RCMP Commissioner Brenda Lucki says the Mounties did not have any evidence of foreign interference during the 2019 federal election and were not investigating any criminal activities related to that election.
But in a letter to the clerk of the Commons standing committee on procedure and House affairs — first reported on by the Globe and Mail and obtained by CBC News — Lucki acknowledged that the Mounties are currently investigating foreign interference activities in Canada. She declined to hand over redacted documents on those investigations to the committee.
The committee passed a motion in a Nov. 14 meeting requiring federal government departments and agencies to produce redacted documents on foreign interference in the 2019 federal election. The decision came after a story from Global News, which reported that CSIS briefed Prime Minister Justin Trudeau in January 2022 on Chinese efforts to interfere in that election. The interference reportedly included Chinese government funding of at least 11 candidates.
In the letter to the committee, dated Nov. 25, Lucki said the RCMP didn't have any evidence of these activities at the time — but didn't say whether the Mounties are investigating them now.
"In the context of the 2019 federal election, the RCMP did not have any criminal investigations into election-related activities as there was no evidence at the time," Lucki said.

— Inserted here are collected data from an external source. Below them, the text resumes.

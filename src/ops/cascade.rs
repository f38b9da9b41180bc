use crate::model::item::Item;

/// One checkbox touched by an action, with the state it had before
#[derive(Debug, Clone, PartialEq, Eq)]
pub struct CheckChange {
    pub id: String,
    pub was_checked: bool,
}

impl CheckChange {
    fn record(item: &Item) -> Self {
        CheckChange {
            id: item.id.clone(),
            was_checked: item.checked,
        }
    }
}

/// Index one past the last item nested under `index`: the first following item
/// whose indentation is not deeper, or the end of the sequence.
pub fn subtree_end(items: &[Item], index: usize) -> usize {
    let indentation = items[index].indentation;
    items[index + 1..]
        .iter()
        .position(|item| item.indentation <= indentation)
        .map_or(items.len(), |offset| index + 1 + offset)
}

/// Nearest preceding checkbox with strictly smaller indentation.
pub fn parent_checkbox(items: &[Item], index: usize) -> Option<usize> {
    let indentation = items[index].indentation;
    items[..index]
        .iter()
        .rposition(|item| item.is_checkbox() && item.indentation < indentation)
}

/// Set checkbox `id` to `value` and cascade.
///
/// Down: every checkbox in the subtree takes `value`. Up (checking only): a
/// parent whose checkboxes at the child's indentation are now all checked gets
/// checked too, repeating towards the root. Returns the touched checkboxes with
/// their previous states, or `None` when `id` is missing or not a checkbox.
pub fn apply_check(items: &mut [Item], id: &str, value: bool) -> Option<Vec<CheckChange>> {
    let index = items.iter().position(|item| item.id == id)?;
    if !items[index].is_checkbox() {
        return None;
    }

    let mut changes = vec![CheckChange::record(&items[index])];
    items[index] = items[index].with_checked(value);

    cascade_down(items, index, value, &mut changes);
    if value {
        cascade_up(items, index, &mut changes);
    }
    Some(changes)
}

fn cascade_down(items: &mut [Item], index: usize, value: bool, changes: &mut Vec<CheckChange>) {
    let end = subtree_end(items, index);
    for i in index + 1..end {
        if items[i].is_checkbox() && items[i].checked != value {
            changes.push(CheckChange::record(&items[i]));
            items[i] = items[i].with_checked(value);
        }
    }
}

fn cascade_up(items: &mut [Item], index: usize, changes: &mut Vec<CheckChange>) {
    let mut child = index;
    while let Some(parent) = parent_checkbox(items, child) {
        let child_indentation = items[child].indentation;
        let end = subtree_end(items, parent);
        let all_checked = items[parent + 1..end]
            .iter()
            .filter(|item| item.is_checkbox() && item.indentation == child_indentation)
            .all(|item| item.checked);

        if !all_checked || items[parent].checked {
            return;
        }
        changes.push(CheckChange::record(&items[parent]));
        items[parent] = items[parent].with_checked(true);
        child = parent;
    }
}
pub mod config;
pub mod document;
pub mod id;
pub mod item;
pub mod snapshot;

pub use config::*;
pub use document::*;
pub use id::*;
pub use item::*;
pub use snapshot::*;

"The RCMP is aware of foreign actor interference in relation to a broad range of activities, including interference in democratic processes."

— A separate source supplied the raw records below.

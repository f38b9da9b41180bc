//! Minimal RTF to plain text conversion.
//!
//! Only what is needed to recover checklist text: paragraph breaks, tabs,
//! escaped characters, and unicode escapes. Formatting is discarded and
//! destination groups (font tables, colour tables, metadata, pictures) are
//! skipped entirely.

#[derive(Debug, PartialEq, Eq, thiserror::Error)]
pub enum RtfError {
    #[error("unbalanced '}}' at byte {0}")]
    UnexpectedClose(usize),
    #[error("{0} unclosed group(s) at end of input")]
    Unclosed(usize),
}

/// Destinations whose content is never document text
const SKIPPED_DESTINATIONS: &[&str] = &[
    "fonttbl",
    "colortbl",
    "stylesheet",
    "info",
    "pict",
    "header",
    "footer",
    "expandedcolortbl",
    "listtable",
    "listoverridetable",
];

pub fn is_rtf(bytes: &[u8]) -> bool {
    bytes.starts_with(b"{\\rtf")
}

#[derive(Debug, Clone, Copy)]
struct Group {
    skip: bool,
    /// Fallback characters that follow each `\uN`
    uc: usize,
}

pub fn rtf_to_text(bytes: &[u8]) -> Result<String, RtfError> {
    let mut out = String::new();
    let mut stack: Vec<Group> = Vec::new();
    let mut group = Group { skip: false, uc: 1 };
    // Fallback characters still to drop after a unicode escape
    let mut fallback = 0usize;
    let mut i = 0;

    while i < bytes.len() {
        let b = bytes[i];
        match b {
            b'{' => {
                fallback = 0;
                stack.push(group);
                i += 1;
            }
            b'}' => {
                fallback = 0;
                group = stack.pop().ok_or(RtfError::UnexpectedClose(i))?;
                i += 1;
            }
            b'\\' => {
                let (control, next) = read_control(bytes, i + 1);
                i = next;
                if fallback > 0 {
                    if !matches!(control, Control::Word { .. }) {
                        fallback -= 1;
                        continue;
                    }
                    fallback = 0;
                }
                match control {
                    Control::Literal(c) => push(&mut out, group, c),
                    Control::Hex(byte) => push(&mut out, group, cp1252(byte)),
                    Control::Ignorable => group.skip = true,
                    Control::Word { name, param } => {
                        apply_word(&mut out, &mut group, &mut fallback, name, param)
                    }
                    Control::None => {}
                }
            }
            b'\r' | b'\n' => i += 1,
            _ => {
                i += 1;
                if fallback > 0 {
                    fallback -= 1;
                    continue;
                }
                push(&mut out, group, cp1252(b));
            }
        }
    }

    if !stack.is_empty() {
        return Err(RtfError::Unclosed(stack.len()));
    }
    Ok(out)
}

fn apply_word(out: &mut String, group: &mut Group, fallback: &mut usize, name: &str, param: Option<i32>) {
    match name {
        "par" | "line" | "sect" | "page" => push(out, *group, '\n'),
        "tab" => push(out, *group, '\t'),
        "emdash" => push(out, *group, '\u{2014}'),
        "endash" => push(out, *group, '\u{2013}'),
        "bullet" => push(out, *group, '\u{2022}'),
        "lquote" => push(out, *group, '\u{2018}'),
        "rquote" => push(out, *group, '\u{2019}'),
        "ldblquote" => push(out, *group, '\u{201c}'),
        "rdblquote" => push(out, *group, '\u{201d}'),
        "uc" => group.uc = param.unwrap_or(1).max(0) as usize,
        "u" => {
            if let Some(code) = param {
                // Code points above 32767 are written as negative numbers
                let code = if code < 0 { code + 65536 } else { code };
                let c = char::from_u32(code as u32).unwrap_or('\u{fffd}');
                push(out, *group, c);
                *fallback = group.uc;
            }
        }
        name if SKIPPED_DESTINATIONS.contains(&name) => group.skip = true,
        _ => {}
    }
}

fn push(out: &mut String, group: Group, c: char) {
    if !group.skip {
        out.push(c);
    }
}

/// Windows-1252 byte to char. Outside 0x80-0x9F it agrees with Latin-1;
/// the five unassigned bytes pass through unchanged.
fn cp1252(byte: u8) -> char {
    const HIGH: [char; 32] = [
        '\u{20ac}', '\u{81}', '\u{201a}', '\u{192}', '\u{201e}', '\u{2026}', '\u{2020}', '\u{2021}',
        '\u{2c6}', '\u{2030}', '\u{160}', '\u{2039}', '\u{152}', '\u{8d}', '\u{17d}', '\u{8f}',
        '\u{90}', '\u{2018}', '\u{2019}', '\u{201c}', '\u{201d}', '\u{2022}', '\u{2013}', '\u{2014}',
        '\u{2dc}', '\u{2122}', '\u{161}', '\u{203a}', '\u{153}', '\u{9d}', '\u{17e}', '\u{178}',
    ];
    match byte {
        0x80..=0x9f => HIGH[usize::from(byte - 0x80)],
        _ => char::from(byte),
    }
}

enum Control<'a> {
    Literal(char),
    Hex(u8),
    Ignorable,
    Word { name: &'a str, param: Option<i32> },
    None,
}

/// Read the control sequence after a backslash at `start`, returning it and the
/// index of the next unread byte.
fn read_control(bytes: &[u8], start: usize) -> (Control<'_>, usize) {
    let Some(&first) = bytes.get(start) else {
        return (Control::None, start);
    };
    match first {
        b'\\' | b'{' | b'}' => (Control::Literal(char::from(first)), start + 1),
        b'~' => (Control::Literal('\u{a0}'), start + 1),
        b'_' => (Control::Literal('-'), start + 1),
        b'-' => (Control::None, start + 1),
        b'*' => (Control::Ignorable, start + 1),
        b'\n' | b'\r' => (Control::Literal('\n'), start + 1),
        b'\'' => {
            let hex = bytes
                .get(start + 1..start + 3)
                .and_then(|h| std::str::from_utf8(h).ok())
                .and_then(|h| u8::from_str_radix(h, 16).ok());
            match hex {
                Some(byte) => (Control::Hex(byte), start + 3),
                None => (Control::None, start + 1),
            }
        }
        c if c.is_ascii_alphabetic() => {
            let mut end = start;
            while end < bytes.len() && bytes[end].is_ascii_alphabetic() {
                end += 1;
            }
            // Alphabetic ASCII is valid UTF-8
            let name = std::str::from_utf8(&bytes[start..end]).unwrap_or_default();

            let param_start = end;
            if end < bytes.len() && bytes[end] == b'-' {
                end += 1;
            }
            while end < bytes.len() && bytes[end].is_ascii_digit() {
                end += 1;
            }
            let param = std::str::from_utf8(&bytes[param_start..end])
                .ok()
                .and_then(|p| p.parse().ok());
            if param.is_none() {
                end = param_start;
            }

            // A single space delimits the control word
            if bytes.get(end) == Some(&b' ') {
                end += 1;
            }
            (Control::Word { name, param }, end)
        }
        _ => (Control::None, start + 1),
    }
}

#[cfg(test)]
mod tests {
    use super::*;
    use pretty_assertions::assert_eq;

    fn convert(rtf: &str) -> String {
        rtf_to_text(rtf.as_bytes()).unwrap()
    }

    #[test]
    fn detects_prefix() {
        assert!(is_rtf(b"{\\rtf1\\ansi hi}"));
        assert!(!is_rtf(b"# heading"));
    }

    #[test]
    fn converts_typical_document() {
        let rtf = "{\\rtf1\\ansi\\ansicpg1252\\cocoartf2709\n\
                   {\\fonttbl\\f0\\fswiss\\fcharset0 Helvetica;}\n\
                   {\\colortbl;\\red255\\green255\\blue255;}\n\
                   {\\*\\expandedcolortbl;;}\n\
                   \\pard\\tx560\\pardirnatural\\partightenfactor0\n\
                   \\f0\\fs24 \\cf0 # Groceries\\\n\
                   - [ ] Milk\\\n\
                   - [x] Bread}";
        assert_eq!(convert(rtf), "# Groceries\n- [ ] Milk\n- [x] Bread");
    }

    #[test]
    fn par_and_tab() {
        assert_eq!(convert("{\\rtf1 a\\par b\\tab c}"), "a\nb\tc");
    }

    #[test]
    fn escapes() {
        assert_eq!(convert("{\\rtf1 caf\\'e9 \\{x\\} \\\\}"), "café {x} \\");
    }

    #[test]
    fn windows_1252_punctuation() {
        assert_eq!(convert("{\\rtf1\\ansi\\ansicpg1252 \\'93x\\'94}"), "\u{201c}x\u{201d}");
        assert_eq!(convert("{\\rtf1 a\\'96b\\'85}"), "a\u{2013}b\u{2026}");
        // Unassigned bytes and Latin-1 letters are unchanged
        assert_eq!(convert("{\\rtf1 \\'81\\'e9}"), "\u{81}\u{e9}");
    }

    #[test]
    fn unicode_escape_skips_fallback() {
        assert_eq!(convert("{\\rtf1 \\u8212?x}"), "\u{2014}x");
        assert_eq!(convert("{\\rtf1 \\uc2\\u-3913??y}"), "\u{f0b7}y");
        assert_eq!(convert("{\\rtf1 \\u233\\'e9z}"), "éz");
    }

    #[test]
    fn ignorable_destination_is_skipped() {
        assert_eq!(convert("{\\rtf1 {\\*\\generator Foo;}text}"), "text");
        assert_eq!(convert("{\\rtf1 {\\info{\\title T}}body}"), "body");
    }

    #[test]
    fn unbalanced_braces_fail() {
        assert_eq!(rtf_to_text(b"{\\rtf1 a"), Err(RtfError::Unclosed(1)));
        assert_eq!(rtf_to_text(b"{\\rtf1 a}}"), Err(RtfError::UnexpectedClose(9)));
    }
}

WATCH | Trudeau on China protests
Lucki said the RCMP couldn't provide documents to the committee on its ongoing investigations because doing so could compromise the investigations.
"The RCMP does not make these determinations lightly — open dialogue on the impact that foreign actor interference has on Canada, its citizens and its democratic processes, is critical in helping defend against these threats," Lucki said.
"However, foreign actor interference investigations are some of the most sensitive national security investigations the RCMP currently conducts, and it must make every effort to protect the integrity of these investigations."
Trudeau responds to allegations of foreign interference
Conservative Leader Pierre Poilievre led off question period in the House of Commons Tuesday by repeatedly asking the prime minister what he knows about alleged Chinese interference in Canadian elections.
"Was there any interference of any kind?" Poilievre said.
Trudeau responded to Poilievre's questions by pointing to the work of government-appointed panels which examined foreign interference in the 2019 and 2021 federal elections. Trudeau said those panels concluded that foreign interference was not a significant factor in either election.
"Canadians can be reassured that the integrity of our elections was not compromised," Trudeau said.
But Poilievre was not satisfied with Trudeau's answer.
"The question was not whether the election was compromised," Poilievre said. "The question was whether officials, in intelligence, law enforcement or the public service, at any time informed the prime minister of allegations of any interference in our elections — yes or no?"
WATCH | Trudeau states he was never briefed on candidates receiving money from China
Trudeau said he received no such information indicating candidates were funded by Beijing.
"I have never gotten any information from any of our security agencies, or police officers, or intelligence officials, or public servants, on any information on anyone receiving, as a federal candidate, receiving money from China," he said.
In a scrum with reporters at the House of Commons Tuesday, Trudeau did not comment specifically on Lucki's letter.
"All of our organizations and agencies, including the RCMP, will continue to do their job to keep Canadians safe and make decisions aligned with their responsibilities," Trudeau said.
Trudeau has said he never received the alleged CSIS briefings and memos at the centre of the Global News story.
"Let me be clear — I do not have any information, nor have I been briefed on any federal candidates receiving any money from China," Trudeau said last week.
Public Safety Minister Marco Mendicino said he couldn't comment on the RCMP investigations.
"What I will say is we take allegations of foreign interference very seriously," Mendicino said in a media scrum.
"I will also say that the government will spare no effort when it comes to providing our national security apparatus and law enforcement with all the tools that they need."
Mendicino said the government is looking "very carefully" at establishing a registry for foreign agents.
NDP Leader Jagmeet Singh said Tuesday that allegations of election interference should be taken seriously.
WATCH | Singh on China interference
"We don't want to see any interference in Canadians' ability to make decisions about their future," Singh said at a news conference.
China has denied the allegations. China's Foreign Ministry spokesperson Zhao Lijan said earlier this month that China "has no interest in Canada's internal affairs."
The Trudeau government recently unveiled its Indo-Pacific Strategy, which includes a plan to confront "an increasingly disruptive" China.